“‘Marty lends a hand’ is a good story for young readers for the same reason that ‘Under orders’ was a good story for them, because it is what they are themselves when they are what they should be—simple, wholesome, natural and unconsciously democratic.”
+ N Y Times 24:636 N 9 ’19 500w
LATZKO, ANDREAS. Judgment of peace. *$1.75 Boni & Liveright
20–1372
“The author of that bitter polemic against warfare, ‘Men in war,’ repeats his denunciation in ‘The judgment of peace.’ Lt. Latzko has written an argument rather than a novel. The thesis is that war is a diplomats’ game and wholly evil for the ‘impotent pieces.’ The hero of the book is George Gadsky, a pianist, who volunteered, submitted to arbitrary discipline, and ‘felt crushed, torn out of his real self, degraded to the level of a shabby, beaten sneak.’ The overbearing, stupid sergeant, the stay-at-home enthusiast and the families rivaling each other in iron crosses and deaths are scored.

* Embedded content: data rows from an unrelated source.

//! Test runner: one test on one context flavor
//!
//! Drives `pending -> running -> {passed, failed}`. The context is destroyed
//! on every exit path, including step panics and the whole-test timeout, and
//! `on_test_completed` is always the last notification.

use std::panic::AssertUnwindSafe;
use std::sync::Arc;
use std::time::Duration;

use chrono::{DateTime, Utc};
use futures_util::FutureExt;

use crate::common::Error;
use crate::driver::{ContextProvider, ExecutionContext, HTTP_FLAVOR};

use super::config::TestDefinition;
use super::interpreter::StepInterpreter;
use super::observer::{ResultSink, TestProgress};
use super::outcome::{Screenshot, ScreenshotKind, Status, StepOutcome, TestOutcome};
use super::registry::{RunRegistry, TestState};
use super::vars::VariableStore;

/// The step currently executing, kept outside the step future so a timeout
/// or panic can still record it
struct InFlight {
    name: String,
    action: &'static str,
    start_time: DateTime<Utc>,
}

impl InFlight {
    fn into_failed(self, error: String, end_time: DateTime<Utc>) -> StepOutcome {
        StepOutcome {
            name: self.name,
            action: self.action.to_string(),
            status: Status::Failed,
            end_time: end_time.max(self.start_time),
            start_time: self.start_time,
            error: Some(error),
            screenshot: None,
        }
    }
}

pub struct TestRunner {
    interpreter: Arc<StepInterpreter>,
    provider: Arc<dyn ContextProvider>,
    sink: Arc<dyn ResultSink>,
    registry: RunRegistry,
    /// Ceiling for tests that do not set `timeout_ms`
    test_timeout: Duration,
}

impl TestRunner {
    pub fn new(
        interpreter: Arc<StepInterpreter>,
        provider: Arc<dyn ContextProvider>,
        sink: Arc<dyn ResultSink>,
        registry: RunRegistry,
        test_timeout: Duration,
    ) -> Self {
        Self {
            interpreter,
            provider,
            sink,
            registry,
            test_timeout,
        }
    }

    /// Run `test` in a fresh context of `flavor`
    ///
    /// Never fails: every error, including context acquisition, ends up in
    /// the returned outcome.
    pub async fn run(&self, test: &TestDefinition, flavor: &str) -> TestOutcome {
        let clock = self.interpreter.clock().clone();
        self.registry.register(&test.id, flavor);

        let mut outcome = TestOutcome::start(&test.id, &test.name, flavor, clock.now());
        self.sink.on_test_started(test, flavor);
        self.registry.set_state(&test.id, flavor, TestState::Running);
        tracing::info!(test = %test.id, flavor, "Running test '{}'", test.name);

        match self.provider.create_context(flavor, &test.context).await {
            Ok(mut context) => {
                self.run_in_context(test, context.as_mut(), &mut outcome).await;
                if let Err(e) = context.destroy().await {
                    tracing::warn!(test = %test.id, flavor, "Failed to destroy context: {}", e);
                }
            }
            Err(e) => {
                tracing::warn!(test = %test.id, flavor, "{}", e);
                outcome.fail(e.to_string());
            }
        }

        outcome.finish(clock.now());
        self.registry.finish(&test.id, flavor, outcome.passed());
        self.sink.on_test_completed(&outcome);
        outcome
    }

    async fn run_in_context(
        &self,
        test: &TestDefinition,
        context: &mut dyn ExecutionContext,
        outcome: &mut TestOutcome,
    ) {
        let mut vars = VariableStore::new();
        let ceiling = test
            .timeout_ms
            .map(Duration::from_millis)
            .unwrap_or(self.test_timeout);

        let mut in_flight = None;
        let steps = AssertUnwindSafe(self.run_steps(
            test,
            &mut *context,
            &mut vars,
            &mut *outcome,
            &mut in_flight,
        ));
        let finished = tokio::time::timeout(ceiling, steps.catch_unwind()).await;
        let aborted = match finished {
            Ok(Ok(())) => None,
            Ok(Err(panic)) => {
                let message = panic
                    .downcast_ref::<&str>()
                    .map(|s| s.to_string())
                    .or_else(|| panic.downcast_ref::<String>().cloned())
                    .unwrap_or_else(|| "step panicked".to_string());
                Some(Error::Internal(message).to_string())
            }
            Err(_) => {
                let ms = ceiling.as_millis().min(u128::from(u64::MAX)) as u64;
                Some(Error::timeout(format!("test '{}'", test.id), ms).to_string())
            }
        };
        if let Some(error) = aborted {
            // The interrupted step closes the trail
            if let Some(step) = in_flight.take() {
                let now = self.interpreter.clock().now();
                outcome.steps.push(step.into_failed(error.clone(), now));
            }
            outcome.fail(error);
        }

        if !outcome.passed() && context.flavor() != HTTP_FLAVOR {
            self.capture_failure(context, outcome).await;
        }

        for step in &test.cleanup {
            let result = self
                .interpreter
                .execute(step, &mut *context, &mut vars, &test.context)
                .await;
            if let Some(error) = &result.error {
                tracing::warn!(test = %test.id, "Cleanup step '{}' failed: {}", result.outcome.name, error);
            }
            outcome.cleanup.push(result.outcome);
        }
    }

    async fn run_steps(
        &self,
        test: &TestDefinition,
        context: &mut dyn ExecutionContext,
        vars: &mut VariableStore,
        outcome: &mut TestOutcome,
        in_flight: &mut Option<InFlight>,
    ) {
        let total = test.steps.len();
        for step in &test.steps {
            if self.registry.is_stopped(&test.id) {
                tracing::info!(test = %test.id, "Stop requested; skipping remaining steps");
                outcome.fail(Error::Stopped(test.id.clone()).to_string());
                return;
            }

            *in_flight = Some(InFlight {
                name: step.display_name(),
                action: step.kind.action(),
                start_time: self.interpreter.clock().now(),
            });
            let result = self
                .interpreter
                .execute(step, &mut *context, vars, &test.context)
                .await;
            *in_flight = None;
            let blocking = result.is_blocking(step);

            if let Some(data) = &result.outcome.screenshot {
                outcome.screenshots.push(Screenshot {
                    kind: ScreenshotKind::Step,
                    data: data.clone(),
                    timestamp: result.outcome.end_time,
                });
            }
            outcome.steps.push(result.outcome);
            let progress = TestProgress {
                completed: outcome.steps.len(),
                total,
                step: &outcome.steps[outcome.steps.len() - 1],
            };
            self.sink.on_test_progress(&test.id, &outcome.flavor, &progress);

            if blocking {
                if let Some(error) = result.error {
                    outcome.fail(error.to_string());
                }
                return;
            }
        }
    }

    /// Best effort; a failed capture is only logged
    async fn capture_failure(&self, context: &mut dyn ExecutionContext, outcome: &mut TestOutcome) {
        let timeout = self.interpreter.settings().selector_timeout;
        match tokio::time::timeout(timeout, context.screenshot(false)).await {
            Ok(Ok(data)) => outcome.screenshots.push(Screenshot {
                kind: ScreenshotKind::Failure,
                data,
                timestamp: self.interpreter.clock().now(),
            }),
            Ok(Err(e)) => tracing::warn!(test = %outcome.id, "Failure screenshot failed: {}", e),
            Err(_) => tracing::warn!(test = %outcome.id, "Failure screenshot timed out"),
        }
    }
}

One ringing declaration in this novel is contained in the words of the Frenchman, Merlier: ‘Have not these four years taught every nation that you cannot seek to enslave others without robbing yourself of all freedom?’”—Springf’d Republican
+ Booklist 16:349 Jl ’20
“Were it not for the devout prayer for human brotherhood which is made throughout the book, it would, not merely by its grimness and gloom, but by its lightning flashes of revelation, leave the night more black.” M. E. Bailey
+ Bookm 51:206 Ap ’20 650w
“The ‘Judgment of peace’ appears to be the work of one who has gone through intense suffering by reason of the war, and whose life has become permanently embittered. Few writers equal his descriptions of the bloody agonies of the battlefield and his pictures of soldiers, but his outlook on life is morbid and gloomy.”